Chapter 2: Integrating the Upstairs Brain and the Downstairs Brain

  • Be patient with the upstairs brain: Unlike the primitive downstairs brain, which is intact

    at birth, the sophisticated upstairs brain is “under construction” during childhood and adolescence. Plus, it’s especially vulnerable to being “hi-jacked” by the downstairs brain, especially in high-emotion situations. So don’t expect your children to make good decisions all the time, or to remain in control of their emotions and actions.

  • What You Can Do: Helping develop and integrate your child’s upstairs brain

Engage, don’t enrage: In high-stress situations, engage your child’s upstairs brain,

rather than triggering the downstairs brain. Don’t immediately play the “Because I said so!” card. Instead, appeal to your child’s higher-order thinking skills. Ask questions, ask for alternatives, even negotiate.

Use it or lose it: Provide lots of opportunities to exercise the upstairs brain so it can be strong and integrated with the downstairs brain and the body. Play “What would you do?” games and present them with dilemmas. Avoid rescuing them from difficult decisions.

Move it or lose it: When a child has lost touch with his upstairs brain, a powerful way to help him regain balance is to have him move his body.

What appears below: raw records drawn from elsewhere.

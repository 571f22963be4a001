//! Append-only CSV export of submitted forms.
//!
//! The file is a research extract: one row per submission, no identifiers, fixed columns.
//! Quoting follows the common spreadsheet convention: header names, text and empty cells are
//! double-quoted with embedded quotes doubled; numbers and booleans are written bare.

use crate::error::{GuardianError, GuardianResult};
use api_shared::HealthProfile;
use serde_json::Value;
use std::fs::{self, OpenOptions};
use std::io::{ErrorKind, Write};
use std::path::{Path, PathBuf};
use std::sync::Mutex;

/// Exported columns, in order.
pub const CSV_FIELDS: &[&str] = &[
    "age",
    "sex",
    "heightCm",
    "weightKg",
    "bmi",
    "smokingStatus",
    "alcoholUse",
    "activityLevel",
    "sleepHours",
    "hasDiabetes",
    "hasHypertension",
    "hasHeartDisease",
    "hasAsthma",
    "hasKidneyDisease",
    "hasObesity",
    "familyDiabetes",
    "familyHypertension",
    "familyHeartDisease",
    "familyCancer",
    "diagDiabetes",
    "diagHeartDisease",
    "diagCancer",
];

fn quote(text: &str) -> String {
    format!("\"{}\"", text.replace('"', "\"\""))
}

fn cell(value: Option<&Value>) -> String {
    match value {
        None | Some(Value::Null) => quote(""),
        Some(Value::String(s)) => quote(s),
        Some(Value::Number(n)) => match n.as_f64() {
            Some(f) if f.fract() == 0.0 && f.abs() < 1e15 => format!("{}", f as i64),
            _ => n.to_string(),
        },
        Some(Value::Bool(b)) => b.to_string(),
        Some(other) => quote(&other.to_string()),
    }
}

fn header_line() -> String {
    CSV_FIELDS
        .iter()
        .map(|f| quote(f))
        .collect::<Vec<_>>()
        .join(",")
}

/// Renders one data row for `form`, without the line terminator.
pub fn csv_row(form: &HealthProfile) -> GuardianResult<String> {
    let value = serde_json::to_value(form).map_err(GuardianError::Serialization)?;
    Ok(CSV_FIELDS
        .iter()
        .map(|field| cell(value.get(field)))
        .collect::<Vec<_>>()
        .join(","))
}

/// Appends rows to the export file, writing the header when the file is first created.
#[derive(Debug)]
pub struct CsvExporter {
    path: PathBuf,
    lock: Mutex<()>,
}

impl CsvExporter {
    pub fn new(path: PathBuf) -> Self {
        Self {
            path,
            lock: Mutex::new(()),
        }
    }

    pub fn path(&self) -> &Path {
        &self.path
    }

    /// Appends one row for `form`.
    ///
    /// Appends from this process are serialised, so the header is written exactly once and
    /// rows never interleave.
    pub fn append(&self, form: &HealthProfile) -> GuardianResult<()> {
        let row = csv_row(form)?;

        let _guard = self
            .lock
            .lock()
            .unwrap_or_else(|poisoned| poisoned.into_inner());

        let header_needed = !self.path.exists();
        let mut file = OpenOptions::new()
            .create(true)
            .append(true)
            .open(&self.path)
            .map_err(GuardianError::CsvWrite)?;

        let mut out = String::new();
        if header_needed {
            out.push_str(&header_line());
            out.push('\n');
        }
        out.push_str(&row);
        out.push('\n');

        file.write_all(out.as_bytes())
            .map_err(GuardianError::CsvWrite)
    }

    /// Returns the file contents, or `None` if nothing has been exported yet.
    pub fn read(&self) -> GuardianResult<Option<Vec<u8>>> {
        match fs::read(&self.path) {
            Ok(bytes) => Ok(Some(bytes)),
            Err(e) if e.kind() == ErrorKind::NotFound => Ok(None),
            Err(e) => Err(GuardianError::FileRead(e)),
        }
    }
}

Chapter 3: Integrating Memory

  • Make the implicit explicit: Help your kids make their implicit memories explicit, so that

    past experiences don’t affect them in debilitating ways. By narrating past events they can look at what’s happened and make good, intentional decisions about how to handle those memories.

  • What You Can Do: Helping your child integrate implicit and explicit memories
    Use the remote of the mind: After a painful event, a child may be reluctant to narrate

    what happened. The internal remote lets her pause, rewind, and fast-forward a

    story as she tells it, so she can maintain control over how much of it she views.

Remember to remember: Help your kids exercise their memory by giving them lots

of practice at remembering. In the car, at the dinner table, wherever: help your kids talk about their experiences, so they can integrate their implicit and explicit memories.

Chapter 4: Integrating the Many Parts of Myself

  • The Wheel of awareness: Sometimes our kids get stuck on one particular point on the

    rim of their wheel of awareness, and lose sight of the many other parts of themselves. We need to give them mindsight, so they can be aware of what’s happening in their own mind. Then they can choose where they focus their attention, integrating the different aspects of themselves and gaining more control over how they feel.

  • What You Can Do: Introducing your child to the wheel of awareness
    Let the clouds of emotion roll by: Remind kids that feelings come and go. Fear and

    frustration and loneliness are temporary states, not enduring traits.

SIFT: Help your children pay attention to the Sensations, Images, Feelings, and

Thoughts within them. They can’t understand and change their inner experiences

until they are first aware of what’s going on inside.
Exercise mindsight: Mindsight practices teach children to calm themselves and focus

their attention where they want.

Chapter 5: Integrating Self and Other

  • Wired for “we”: Watch for ways to capitalize on the brain’s built-in capacity for social

    interaction, especially by being intentional about creating positive mental models of relationships. Parents and other important caregivers create children’s expectations about relationships that will affect and guide them throughout their lives. Help them develop mindsight, which offers them insight into themselves as individuals, and empathy for and connection with those around them.

  • What You Can Do: Helping your child integrate self and other
    Enjoy each other: Build fun into the family, so that your kids enjoy positive and

    satisfying experiences with the people they’re with the most.
    Connect through conflict: Try not to view conflict as merely an obstacle to avoid.

    Instead, use it as an opportunity to teach your kids essential relationship skills, like seeing other people’s perspectives, reading nonverbal cues, and making amends.